El rey los dejaba allí sentados y se iba a la escuela, y a menudo se acercaba al consejero y lo interrumpía el tiempo suficiente para sacar de la bolsa el dinero que necesitaba para reinar de una manera apropiada y digna. Esto retrasaba un poco el recuento, pero como de todos modos era un trabajo largo, eso no importaba mucho.
El rey llegó a la edad adulta y se casó con la guapa hija del armero, y ahora tienen dos hijos encantadores.
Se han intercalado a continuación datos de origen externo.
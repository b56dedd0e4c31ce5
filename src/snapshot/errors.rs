//! Snapshot error types
//!
//! Error codes:
//! - KEYLEDGER_SNAPSHOT_IO (ERROR severity)
//! - KEYLEDGER_SNAPSHOT_FORMAT (ERROR severity)
//! - KEYLEDGER_SNAPSHOT_CORRUPTION (FATAL severity)

use std::fmt;
use std::io;

/// Severity levels for snapshot errors
#[derive(Debug, Clone, Copy, PartialEq, Eq)]
pub enum Severity {
    /// Operation fails, server continues
    Error,
    /// State cannot be trusted, process must not serve
    Fatal,
}

impl fmt::Display for Severity {
    fn fmt(&self, f: &mut fmt::Formatter<'_>) -> fmt::Result {
        match self {
            Severity::Error => write!(f, "ERROR"),
            Severity::Fatal => write!(f, "FATAL"),
        }
    }
}

/// Snapshot-specific error codes
#[derive(Debug, Clone, Copy, PartialEq, Eq)]
pub enum SnapshotErrorCode {
    /// I/O failure reading or writing the snapshot
    SnapshotIo,
    /// Snapshot could not be encoded/decoded or has an unknown version
    SnapshotFormat,
    /// Checksum mismatch or inconsistent state
    SnapshotCorruption,
}

impl SnapshotErrorCode {
    /// Returns the string code
    pub fn code(&self) -> &'static str {
        match self {
            SnapshotErrorCode::SnapshotIo => "KEYLEDGER_SNAPSHOT_IO",
            SnapshotErrorCode::SnapshotFormat => "KEYLEDGER_SNAPSHOT_FORMAT",
            SnapshotErrorCode::SnapshotCorruption => "KEYLEDGER_SNAPSHOT_CORRUPTION",
        }
    }

    /// Returns the severity level for this error
    pub fn severity(&self) -> Severity {
        match self {
            SnapshotErrorCode::SnapshotIo => Severity::Error,
            SnapshotErrorCode::SnapshotFormat => Severity::Error,
            SnapshotErrorCode::SnapshotCorruption => Severity::Fatal,
        }
    }
}

impl fmt::Display for SnapshotErrorCode {
    fn fmt(&self, f: &mut fmt::Formatter<'_>) -> fmt::Result {
        write!(f, "{}", self.code())
    }
}

/// Snapshot error with context
#[derive(Debug)]
pub struct SnapshotError {
    code: SnapshotErrorCode,
    message: String,
    source: Option<io::Error>,
}

impl SnapshotError {
    /// I/O error with path context
    pub fn io_error_at_path(path: &std::path::Path, source: io::Error) -> Self {
        Self {
            code: SnapshotErrorCode::SnapshotIo,
            message: format!("I/O error at path: {}", path.display()),
            source: Some(source),
        }
    }

    pub fn format_error(message: impl Into<String>) -> Self {
        Self {
            code: SnapshotErrorCode::SnapshotFormat,
            message: message.into(),
            source: None,
        }
    }

    pub fn corruption(message: impl Into<String>) -> Self {
        Self {
            code: SnapshotErrorCode::SnapshotCorruption,
            message: message.into(),
            source: None,
        }
    }

    /// Returns the error code
    pub fn code(&self) -> SnapshotErrorCode {
        self.code
    }

    /// Returns the severity level
    pub fn severity(&self) -> Severity {
        self.code.severity()
    }

    /// Returns the error message
    pub fn message(&self) -> &str {
        &self.message
    }

    /// Corrupted state must never be served
    pub fn is_fatal(&self) -> bool {
        matches!(self.severity(), Severity::Fatal)
    }

    /// True if the snapshot file simply does not exist
    pub fn is_not_found(&self) -> bool {
        self.source
            .as_ref()
            .map(|e| e.kind() == io::ErrorKind::NotFound)
            .unwrap_or(false)
    }
}

impl fmt::Display for SnapshotError {
    fn fmt(&self, f: &mut fmt::Formatter<'_>) -> fmt::Result {
        write!(
            f,
            "[{}] {}: {}",
            self.code.severity(),
            self.code.code(),
            self.message
        )?;
        if let Some(ref source) = self.source {
            write!(f, " (caused by: {})", source)?;
        }
        Ok(())
    }
}

impl std::error::Error for SnapshotError {
    fn source(&self) -> Option<&(dyn std::error::Error + 'static)> {
        self.source.as_ref().map(|e| e as &(dyn std::error::Error + 'static))
    }
}

/// Result type for snapshot operations
pub type SnapshotResult<T> = Result<T, SnapshotError>;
De vez en cuando van a la gran sala de audiencias del palacio y dejan que los pequeños observen cómo el anciano consejero de cabeza canosa cuenta monedas de plata de veinticinco céntimos a una anciana marchita, que vigila cada uno de sus movimientos para asegurarse de que no la engaña.
Es una gran suma, tres millones novecientos mil seiscientos veinticuatro dólares con dieciséis centavos en piezas de veinticinco centavos.
Pero así es como el consejero fue castigado por ser tan descuidado con el dinero de la mujer. Y así es como Mary Ann Brodjinski de la Porkus también fue castigada por desear casarse con un rey de diez años para poder llevar la corona de reina de Quok.